But honestly, I really love birth stories. Childbirth is one of those things that is just so fascinating to me. It's terrifying and inspiring, painful and joyful, disgusting and beautiful, all at the same time. Every story is so unique. And every woman cherishes her story so much, and I feel like that really comes through when you read or listen to them. So I love it. Which means that I'm going to be "that lady." Just so we're clear.
That being said, this isn't going to be the four-part epic tale that was Parker's birth story, but I think we'll have two parts, easily.
So buckle up, folks.
Hm...where do I begin?
The fact is, I was expecting to have this baby the first week of August.
My latest baby to date (Maddy) came on her due date; the others were 8 and 3 days early. Labor always started on its own; I was never induced.
At my 36 week appointment in mid-July, I was 3 cm dilated, 70% effaced. Good start, right?
The next week, my doctor put me closer to 4 cm and 90%. She also said that my belly was measuring a little small, which surprised the heck outta me, but whatever. So they had me go in for an ultrasound the next day, just to make sure everything was going well. And it was! Baby girl was measuring on the small side, but within the normal range. I think the estimate at that point was just over 6 lbs.
And the weeks went on. On July 31, I had some contractions that I thought might be the real deal. I only remember the date specifically because that was Charly's birthday, and I was worried about having to cancel her party the next day. I had contractions that weren't necessarily painful, but made my belly super tight. They were very consistent at about 3 1/2 minutes apart, and they lasted for a couple hours.

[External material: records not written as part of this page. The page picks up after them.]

use std::sync::{
    atomic::{AtomicBool, Ordering},
    Arc,
};

use axum::{
    extract::{Query, State},
    http::{header, StatusCode},
    response::{IntoResponse, Response},
    routing::get,
    Json, Router,
};
use opentelemetry::metrics::{Counter, MeterProvider};
use opentelemetry_prometheus::exporter;
use opentelemetry_sdk::metrics::SdkMeterProvider;
use prometheus::{Encoder, Registry, TextEncoder};
use serde::{Deserialize, Serialize};
use watt_core::{Circuit, Granularity, Snapshot, Timestamp};
use watt_live::{BroadcastHub, LiveCache};
use watt_store::StoreClient;

mod ws;

/// Static daemon facts served at /api/v1/meta
#[derive(Debug, Clone, Serialize)]
pub struct ServerMeta {
    pub plan_name: String,
    pub solar_enabled: bool,
    pub poll_interval_secs: u64,
    pub circuits: Vec<Circuit>,
    pub started_at: Timestamp,
}

pub struct AppState {
    ready: AtomicBool,
    registry: Registry,
    #[allow(dead_code)]
    provider: SdkMeterProvider,
    requests_total: Counter<u64>,
    cache: Arc<LiveCache>,
    hub: Arc<BroadcastHub>,
    store: StoreClient,
    meta: ServerMeta,
}

pub fn build_app(
    cache: Arc<LiveCache>,
    hub: Arc<BroadcastHub>,
    store: StoreClient,
    meta: ServerMeta,
) -> (Router, Arc<AppState>) {
    // Prometheus exporter via OpenTelemetry
    let registry = Registry::new();
    let reader = exporter()
        .with_registry(registry.clone())
        .build()
        .expect("prom exporter");
    let provider = SdkMeterProvider::builder().with_reader(reader).build();
    let meter = provider.meter("wattd");

    let requests_total = meter
        .u64_counter("watt_requests_total")
        .with_description("Total HTTP requests served")
        .init();

    let state = Arc::new(AppState {
        ready: AtomicBool::new(false),
        registry,
        provider,
        requests_total,
        cache,
        hub,
        store,
        meta,
    });

    let router = Router::new()
        .route("/healthz", get(healthz))
        .route("/readyz", get(readyz))
        .route("/metrics", get(metrics))
        .route("/api/v1/current", get(current))
        .route("/api/v1/recent", get(recent))
        .route("/api/v1/aggregates", get(aggregates))
        .route("/api/v1/meta", get(self::meta))
        .route("/api/v1/live", get(ws::ws_handler))
        .with_state(Arc::clone(&state));

    (router, state)
}

pub fn set_ready(state: &Arc<AppState>, is_ready: bool) {
    state.ready.store(is_ready, Ordering::Relaxed);
}

async fn healthz(State(state): State<Arc<AppState>>) -> StatusCode {
    state.requests_total.add(1, &[]);
    StatusCode::OK
}

// ready only once wiring finished AND the first poll cycle published
async fn readyz(State(state): State<Arc<AppState>>) -> StatusCode {
    if state.ready.load(Ordering::Relaxed) && state.cache.current().is_some() {
        StatusCode::OK
    } else {
        StatusCode::SERVICE_UNAVAILABLE
    }
}

async fn metrics(
    State(state): State<Arc<AppState>>,
) -> (
    [(axum::http::header::HeaderName, axum::http::HeaderValue); 1],
    String,
) {
    let encoder = TextEncoder::new();
    let metric_families = state.registry.gather();
    let mut buf = Vec::new();
    if let Err(e) = encoder.encode(&metric_families, &mut buf) {
        tracing::warn!(error=?e, "failed to encode metrics");
    }
    let body = String::from_utf8(buf).unwrap_or_default();
    let header = (
        header::CONTENT_TYPE,
        axum::http::HeaderValue::from_static("text/plain; version=0.0.4; charset=utf-8"),
    );
    ([header], body)
}

async fn current(State(state): State<Arc<AppState>>) -> Response {
    state.requests_total.add(1, &[]);
    if let Some(snap) = state.cache.current() {
        return (StatusCode::OK, Json(snap.as_ref())).into_response();
    }
    StatusCode::NO_CONTENT.into_response()
}

#[derive(Deserialize)]
struct RecentQuery {
    limit: Option<usize>,
}

async fn recent(State(state): State<Arc<AppState>>, Query(q): Query<RecentQuery>) -> Response {
    state.requests_total.add(1, &[]);
    let limit = q.limit.unwrap_or(60);
    let snaps = state.cache.recent(limit);
    let refs: Vec<&Snapshot> = snaps.iter().map(|s| s.as_ref()).collect();
    (StatusCode::OK, Json(refs)).into_response()
}

#[derive(Deserialize)]
struct AggregatesQuery {
    granularity: Option<String>,
    /// Unix seconds or RFC3339
    start: Option<String>,
    end: Option<String>,
    /// Comma-separated circuit ids; absent means all
    circuits: Option<String>,
}

fn parse_bound(raw: &str) -> Result<Timestamp, String> {
    if let Ok(secs) = raw.parse::<i64>() {
        return Ok(secs);
    }
    chrono::DateTime::parse_from_rfc3339(raw)
        .map(|dt| dt.with_timezone(&chrono::Utc).timestamp())
        .map_err(|_| format!("bad timestamp {raw:?}: want unix seconds or RFC3339"))
}

async fn aggregates(
    State(state): State<Arc<AppState>>,
    Query(q): Query<AggregatesQuery>,
) -> Response {
    state.requests_total.add(1, &[]);

    let granularity = match q
        .granularity
        .as_deref()
        .unwrap_or("hour")
        .parse::<Granularity>()
    {
        Ok(g) => g,
        Err(e) => return bad_request(e),
    };
    let end = match q.end.as_deref().map(parse_bound).transpose() {
        Ok(end) => end.unwrap_or_else(|| chrono::Utc::now().timestamp()),
        Err(e) => return bad_request(e),
    };
    let default_span = match granularity {
        Granularity::Hour => 24 * 3600,
        Granularity::Day => 30 * 86_400,
    };
    let start = match q.start.as_deref().map(parse_bound).transpose() {
        Ok(start) => start.unwrap_or(end - default_span),
        Err(e) => return bad_request(e),
    };
    if start >= end {
        return bad_request("start must be before end".to_string());
    }

    let circuit_ids: Vec<String> = q
        .circuits
        .as_deref()
        .map(|s| {
            s.split(',')
                .map(|c| c.trim().to_string())
                .filter(|c| !c.is_empty())
                .collect()
        })
        .unwrap_or_default();

    match state
        .store
        .query_aggregates(&circuit_ids, start, end, granularity)
        .await
    {
        Ok(rows) => (StatusCode::OK, Json(rows)).into_response(),
        Err(e) => {
            tracing::warn!(error = %e, "aggregate query failed");
            StatusCode::INTERNAL_SERVER_ERROR.into_response()
        }
    }
}

async fn meta(State(state): State<Arc<AppState>>) -> Response {
    state.requests_total.add(1, &[]);
    (StatusCode::OK, Json(&state.meta)).into_response()
}

fn bad_request(msg: String) -> Response {
    (
        StatusCode::BAD_REQUEST,
        Json(serde_json::json!({ "error": msg })),
    )
        .into_response()
}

Now might be a good time to explain why I didn't go to the hospital when I had contractions like this. These were the circumstances I was in when I went to the hospital with Charly -- consistent contractions that weren't really painful, and that weren't getting worse. And well, Charly's birth wasn't my favorite, so I didn't really want to recreate that experience. I was really waiting for a repeat of my labor with Parker -- consistent contractions that I could tell were progressing, and that were painful enough to make me really want that epidural. Without that, I wasn't going in.
So my due date was the 11th, and I was really hoping she'd come around the 6th. That weekend, I made like the pioneer children and walked and walked and walked and walked. That Saturday, the 8th, I actually walked a total of 8 miles. I'd have those Braxton Hicks contractions, and I'd get a random painful one thrown in every now and then, but never anything serious.
And well, that was basically my life for the next couple weeks. I took it easy for a few days while school was starting. Maddy started Kindergarten on the 12th and I really just didn't want baby stuff to get in the way of that too much. But we made it through all that, and I went back to walking whenever possible the weekend after. I actually thought she was coming for SURE on the 13th, but it was just another false alarm.
I also had another ultrasound that week (weight estimate: 7 lbs 4 oz, I think), and had to go to the hospital for a nonstress test that Saturday (my birthday, the 15th). Everything still looked good. Baby girl was very healthy, but apparently also very stubborn.
At this point, to be perfectly honest, I was actually in pretty good spirits. Obviously, I was ready for the baby to come; the bags had been packed, and the plans for the other kids had been in place, for weeks at this point. Everyone I saw was asking how I was doing and telling me how sorry they felt for me. Everywhere I went, I would think "What would I do if my water broke here?" The girls were asking when the baby was coming almost constantly. But I was honestly okay. I wasn't too physically uncomfortable, and I really just wanted the baby to cook for as long as she needed to.
But then I hit 41 weeks, and my doctor started talking induction.
Now, I don't necessarily have anything against induction in and of itself, but I really, really wanted to avoid a c-section, and I know (or at least, have heard) that being induced raises the risk of needing a c-section. I also knew that because I was already dilated so much (still 4 cm), they'd probably want to break my water, which I didn't want to do because of what happened with Parker (even though I knew that was a total fluke). The whole thing just made me nervous.
But not as nervous as thinking about what might happen if we didn't induce. I know that things can get pretty ugly, pretty fast, if the placenta stops working at any point (talk about a guaranteed c-section!), which is more likely to happen as the placenta gets older. So I obviously didn't want to risk that.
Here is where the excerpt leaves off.